1 Wilfrid Laurier University, Waterloo, Ontario, Canada.
J Aging Health. 2019 Jan;31(1):85-108. doi: 10.1177/0898264317723407. Epub 2017 Aug 13.
Hearing and vision impairment were examined across several health-related outcomes and across a set of quality indicators (QIs) in home care clients with both vision and hearing loss (or dual sensory impairment [DSI]).
Data collected using the Resident Assessment Instrument for Home Care (RAI-HC) were analyzed in a sample of older home care clients. The QIs represent the proportion of clients experiencing negative outcomes (e.g., falls, social isolation).

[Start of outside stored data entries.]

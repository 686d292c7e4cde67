//! Android Toolchain
//!
//! Handles everything about where the cross-toolchain lives and how it
//! gets there:
//! - Host platform detection (which NDK prebuilt to use)
//! - NDK path layout under the SDK root
//! - Provisioning of the pinned NDK release via `sdkmanager`

pub mod host;
pub mod ndk;
pub mod provision;

pub use host::{HostPlatform, HostPlatformError};
pub use ndk::{NdkPaths, Toolchain};
pub use provision::{NdkProvider, PreinstalledNdk, ProvisionError, SdkManagerInstaller};

/// The NDK release every build is pinned to.
///
/// This is the single source of truth for the version; path layout,
/// provisioning and any generated project configuration all derive
/// from it.
pub const NDK_VERSION: &str = "23.2.8568313";
//! DroidForge Core - Shared error types and the build options layer
//!
//! This crate provides the pieces every other DroidForge crate leans on:
//! the central error type and the raw build options as users supply them
//! (options file, environment variables, `key=value` pairs).

pub mod error;
pub mod options;

pub use error::{ForgeError, Result};
pub use options::BuildOptions;

/// Target platform name
pub const PLATFORM_NAME: &str = "Android";

/// Default options file name, looked up in the working directory
pub const DEFAULT_OPTIONS_FILE: &str = "droidforge.toml";
//! Flag synthesis
//!
//! Turns a validated configuration plus the resolved NDK layout into the
//! complete compiler, assembler and linker invocation set.

use droidforge_android_toolchain::{HostPlatform, NdkPaths};

use crate::config::{Arch, BuildConfig, LtoMode};
use crate::plan::{Define, ResolvedBuildPlan};
use crate::{OUTPUT_SONAME, SHARED_LIB_SUFFIX};

/// Flags shared by every compilation regardless of configuration
const BASE_CFLAGS: [&str; 6] = [
    "-fpic",
    "-ffunction-sections",
    "-funwind-tables",
    "-fstack-protector-strong",
    "-fvisibility=hidden",
    "-fno-strict-aliasing",
];

const FIXED_LDFLAGS: [&str; 3] = ["-Wl,--gc-sections", "-Wl,--no-undefined", "-Wl,-z,now"];

const PLATFORM_LIBS: [&str; 7] = ["OpenSLES", "EGL", "GLESv2", "android", "log", "z", "dl"];

/// Synthesize the complete build plan for a validated configuration.
///
/// Pure and infallible: equal inputs produce equal plans, and every
/// failure mode belongs to validation, provisioning or host detection,
/// all of which run before this.
pub fn synthesize(config: &BuildConfig, ndk: &NdkPaths, host: HostPlatform) -> ResolvedBuildPlan {
    let triple = config.target_triple();
    let tools = ndk.toolchain(host);

    // The assembler, compiler and linker all receive the same -target value.
    let mut cflags = vec!["-target".to_string(), triple.clone()];
    let mut asflags = vec!["-target".to_string(), triple.clone(), "-c".to_string()];
    let mut ldflags = vec!["-target".to_string(), triple.clone()];
    let mut cxxflags: Vec<String> = Vec::new();
    let mut defines: Vec<Define> = Vec::new();
    let mut link_libs: Vec<String> = Vec::new();

    cflags.extend(BASE_CFLAGS.iter().map(|flag| flag.to_string()));

    // Disable exceptions on template builds.
    if !config.editor_build {
        cxxflags.push("-fno-exceptions".to_string());
    }

    match config.lto {
        LtoMode::Thin => {
            cflags.push("-flto=thin".to_string());
            ldflags.push("-flto=thin".to_string());
        }
        LtoMode::Full => {
            cflags.push("-flto".to_string());
            ldflags.push("-flto".to_string());
        }
        LtoMode::None | LtoMode::Auto => {}
    }

    match config.arch {
        Arch::X86_32 => {
            // The NDK adds this itself when targeting API levels below 24.
            cflags.push("-mstackrealign".to_string());
        }
        Arch::X86_64 => {}
        Arch::Arm32 => {
            cflags.push("-march=armv7-a".to_string());
            cflags.push("-mfloat-abi=softfp".to_string());
            defines.push(Define::new("__ARM_ARCH_7__"));
            defines.push(Define::new("__ARM_ARCH_7A__"));
            defines.push(Define::new("__ARM_NEON__"));
        }
        Arch::Arm64 => {
            cflags.push("-mfix-cortex-a53-835769".to_string());
            defines.push(Define::new("__ARM_ARCH_8A__"));
        }
    }

    if config.api_level >= 24 {
        defines.push(Define::with_value("_FILE_OFFSET_BITS", "64"));
    }

    defines.push(Define::new("GLES_ENABLED"));
    if config.vulkan {
        defines.push(Define::new("VULKAN_ENABLED"));
        if !config.use_volk {
            link_libs.push("vulkan".to_string());
        }
    }

    ldflags.extend(FIXED_LDFLAGS.iter().map(|flag| flag.to_string()));
    ldflags.push(format!("-Wl,-soname,{}", OUTPUT_SONAME));

    defines.push(Define::new("ANDROID_ENABLED"));
    defines.push(Define::new("UNIX_ENABLED"));
    link_libs.extend(PLATFORM_LIBS.iter().map(|lib| lib.to_string()));

    ResolvedBuildPlan {
        triple,
        cc: tools.cc,
        cxx: tools.cxx,
        ar: tools.ar,
        ranlib: tools.ranlib,
        assembler: tools.assembler,
        cflags,
        cxxflags,
        asflags,
        ldflags,
        defines,
        link_libs,
        shared_lib_suffix: SHARED_LIB_SUFFIX,
    }
}
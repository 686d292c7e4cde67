//! NDK path layout
//!
//! Path arithmetic for the pinned NDK release inside an SDK root. Nothing
//! here touches the filesystem; provisioning is responsible for making
//! the directories real.

use std::path::{Path, PathBuf};

use crate::host::HostPlatform;
use crate::NDK_VERSION;

/// Locations of the pinned NDK inside an SDK root
#[derive(Debug, Clone, PartialEq, Eq)]
pub struct NdkPaths {
    sdk_root: PathBuf,
}

/// Cross-compiler executables for a host platform
#[derive(Debug, Clone, PartialEq, Eq)]
pub struct Toolchain {
    pub cc: PathBuf,
    pub cxx: PathBuf,
    pub ar: PathBuf,
    pub ranlib: PathBuf,
    /// Assembling goes through the C driver as well
    pub assembler: PathBuf,
}

impl NdkPaths {
    /// Create the path layout for an SDK root
    pub fn new(sdk_root: impl Into<PathBuf>) -> Self {
        Self {
            sdk_root: sdk_root.into(),
        }
    }

    /// The SDK root this layout hangs off
    pub fn sdk_root(&self) -> &Path {
        &self.sdk_root
    }

    /// Root of the pinned NDK release
    pub fn ndk_root(&self) -> PathBuf {
        self.sdk_root.join("ndk").join(NDK_VERSION)
    }

    /// Whether the pinned NDK release is present on disk
    pub fn is_installed(&self) -> bool {
        self.ndk_root().exists()
    }

    /// Directory holding the cross-compiler executables for a host
    pub fn toolchain_bin(&self, host: HostPlatform) -> PathBuf {
        self.ndk_root()
            .join("toolchains")
            .join("llvm")
            .join("prebuilt")
            .join(host.tag())
            .join("bin")
    }

    /// Cross-compiler executables for a host
    pub fn toolchain(&self, host: HostPlatform) -> Toolchain {
        let bin = self.toolchain_bin(host);
        Toolchain {
            cc: bin.join("clang"),
            cxx: bin.join("clang++"),
            ar: bin.join("llvm-ar"),
            ranlib: bin.join("llvm-ranlib"),
            assembler: bin.join("clang"),
        }
    }
}
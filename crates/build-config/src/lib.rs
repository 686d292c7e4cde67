//! DroidForge Build Config
//!
//! Validates raw build options into a normalized configuration and
//! synthesizes the complete cross-compilation flag set for it: toolchain
//! executables, compiler/assembler/linker flags, preprocessor definitions
//! and link libraries.

pub mod config;
pub mod env;
pub mod flags;
pub mod plan;

pub use config::{Arch, BuildConfig, ConfigError, LtoMode};
pub use env::BuildEnv;
pub use flags::synthesize;
pub use plan::{Define, ResolvedBuildPlan};

/// Shared library suffix for Android targets
pub const SHARED_LIB_SUFFIX: &str = ".so";

/// soname every produced library carries
pub const OUTPUT_SONAME: &str = "libdroidforge_android.so";
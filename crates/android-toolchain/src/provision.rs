//! NDK provisioning
//!
//! Ensures the pinned NDK release exists under the SDK root, installing
//! it through the SDK's `sdkmanager` when it is missing.

use std::path::{Path, PathBuf};
use std::process::Stdio;

use async_trait::async_trait;
use tokio::io::{AsyncBufReadExt, AsyncWriteExt, BufReader};
use tokio::process::Command;
use tracing::{debug, info};

use crate::ndk::NdkPaths;
use crate::NDK_VERSION;

/// Provisioning errors
#[derive(Debug, thiserror::Error)]
pub enum ProvisionError {
    #[error(
        "Cannot find {}\nPlease ensure ANDROID_SDK_ROOT is correct and cmdline-tools are installed, or install NDK version {} manually.",
        .installer.display(),
        .version
    )]
    InstallerNotFound {
        installer: PathBuf,
        version: &'static str,
    },

    #[error("sdkmanager exited with {} while installing \"ndk;{}\"", .status, .version)]
    InstallFailed {
        version: &'static str,
        status: std::process::ExitStatus,
    },

    #[error("NDK {} still missing at {} after installation", .version, .path.display())]
    MissingAfterInstall {
        version: &'static str,
        path: PathBuf,
    },

    #[error("NDK {} is not installed at {}", .version, .path.display())]
    NotInstalled {
        version: &'static str,
        path: PathBuf,
    },

    #[error("IO error: {0}")]
    Io(#[from] std::io::Error),
}

/// Strategy for making the pinned NDK available under an SDK root
#[async_trait]
pub trait NdkProvider: Send + Sync {
    /// Ensure the pinned NDK exists under `sdk_root`, returning its root
    async fn ensure_ndk(&self, sdk_root: &Path) -> Result<PathBuf, ProvisionError>;
}

/// Installs the pinned NDK through `sdkmanager` when it is missing
#[derive(Debug, Default)]
pub struct SdkManagerInstaller;

impl SdkManagerInstaller {
    /// Create a new installer
    pub fn new() -> Self {
        Self
    }

    /// Expected `sdkmanager` location under an SDK root
    pub fn expected_installer(sdk_root: &Path) -> PathBuf {
        sdk_root
            .join("cmdline-tools")
            .join("latest")
            .join("bin")
            .join(Self::installer_name())
    }

    fn installer_name() -> &'static str {
        if cfg!(windows) {
            "sdkmanager.bat"
        } else {
            "sdkmanager"
        }
    }

    /// Locate `sdkmanager`, accepting versioned and legacy layouts too
    fn find_installer(sdk_root: &Path) -> Option<PathBuf> {
        let latest = Self::expected_installer(sdk_root);
        if latest.exists() {
            return Some(latest);
        }

        // Versioned cmdline-tools/X.Y directories
        let cmdline_tools = sdk_root.join("cmdline-tools");
        if let Ok(entries) = std::fs::read_dir(&cmdline_tools) {
            for entry in entries.flatten() {
                let candidate = entry.path().join("bin").join(Self::installer_name());
                if candidate.exists() {
                    return Some(candidate);
                }
            }
        }

        // Legacy tools directory
        let legacy = sdk_root
            .join("tools")
            .join("bin")
            .join(Self::installer_name());
        if legacy.exists() {
            return Some(legacy);
        }

        None
    }

    async fn run_installer(installer: &Path, sdk_root: &Path) -> Result<(), ProvisionError> {
        let package = format!("ndk;{}", NDK_VERSION);
        info!("Installing Android NDK...");

        let mut child = Command::new(installer)
            .arg(&package)
            .env("ANDROID_SDK_ROOT", sdk_root)
            .stdin(Stdio::piped())
            .stdout(Stdio::piped())
            .stderr(Stdio::piped())
            .spawn()?;

        // Accept license prompts
        if let Some(mut stdin) = child.stdin.take() {
            for _ in 0..10 {
                stdin.write_all(b"y\n").await?;
            }
        }

        if let Some(stdout) = child.stdout.take() {
            let reader = BufReader::new(stdout);
            let mut lines = reader.lines();

            while let Ok(Some(line)) = lines.next_line().await {
                debug!("sdkmanager: {}", line);
            }
        }

        let status = child.wait().await?;

        if !status.success() {
            return Err(ProvisionError::InstallFailed {
                version: NDK_VERSION,
                status,
            });
        }

        Ok(())
    }
}

#[async_trait]
impl NdkProvider for SdkManagerInstaller {
    async fn ensure_ndk(&self, sdk_root: &Path) -> Result<PathBuf, ProvisionError> {
        info!("Checking for Android NDK...");

        let ndk_root = NdkPaths::new(sdk_root).ndk_root();
        if ndk_root.exists() {
            debug!("Found NDK {} at {:?}", NDK_VERSION, ndk_root);
            return Ok(ndk_root);
        }

        let installer =
            Self::find_installer(sdk_root).ok_or_else(|| ProvisionError::InstallerNotFound {
                installer: Self::expected_installer(sdk_root),
                version: NDK_VERSION,
            })?;

        Self::run_installer(&installer, sdk_root).await?;

        if !ndk_root.exists() {
            return Err(ProvisionError::MissingAfterInstall {
                version: NDK_VERSION,
                path: ndk_root,
            });
        }

        info!("NDK {} installed at {:?}", NDK_VERSION, ndk_root);
        Ok(ndk_root)
    }
}

/// Verifies a caller-managed NDK, never spawning an installer
#[derive(Debug, Default)]
pub struct PreinstalledNdk;

#[async_trait]
impl NdkProvider for PreinstalledNdk {
    async fn ensure_ndk(&self, sdk_root: &Path) -> Result<PathBuf, ProvisionError> {
        let ndk_root = NdkPaths::new(sdk_root).ndk_root();
        if ndk_root.exists() {
            Ok(ndk_root)
        } else {
            Err(ProvisionError::NotInstalled {
                version: NDK_VERSION,
                path: ndk_root,
            })
        }
    }
}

The average age of clients was 82.8 years ( SD = 7.9), 20.5% had DSI and 8.5% had a diagnosis of Alzheimer's disease (AD). Clients with DSI were more likely to have a diagnosis of dementia (not AD), have functional impairments, report loneliness, and have higher rates across 20 of the 22 QIs, including communication difficulty and cognitive decline. Clients with highly impaired hearing, and any visual impairment, had the highest QI rates.
Individuals with DSI experience higher rates of adverse events across many health-related outcomes and QIs. Understanding the unique contribution of hearing and vision in this group can promote optimal quality of care.
在具有视力和听力损失(或双重感觉障碍[DSI])的家庭护理客户中,检查听力和视力障碍与多个健康相关结果以及一系列质量指标(QIs)的关系。
使用家庭护理居民评估工具(RAI-HC)收集的数据,对一组老年家庭护理客户进行了分析。这些 QIs 代表经历负面结果(例如,跌倒,社交孤立)的客户比例。
客户的平均年龄为 82.8 岁(标准差= 7.9),20.5%有 DSI,8.5%有阿尔茨海默病(AD)的诊断。患有 DSI 的客户更有可能被诊断为痴呆症(非 AD),存在功能障碍,感到孤独,并在 22 个 QIs 中的 20 个中出现更高的比率,包括沟通困难和认知能力下降。听力严重受损且存在任何视力障碍的客户,其 QI 率最高。
患有 DSI 的个人在许多健康相关结果和 QIs 方面经历更高的不良事件发生率。了解听力和视力在该人群中的独特作用可以促进最佳的护理质量。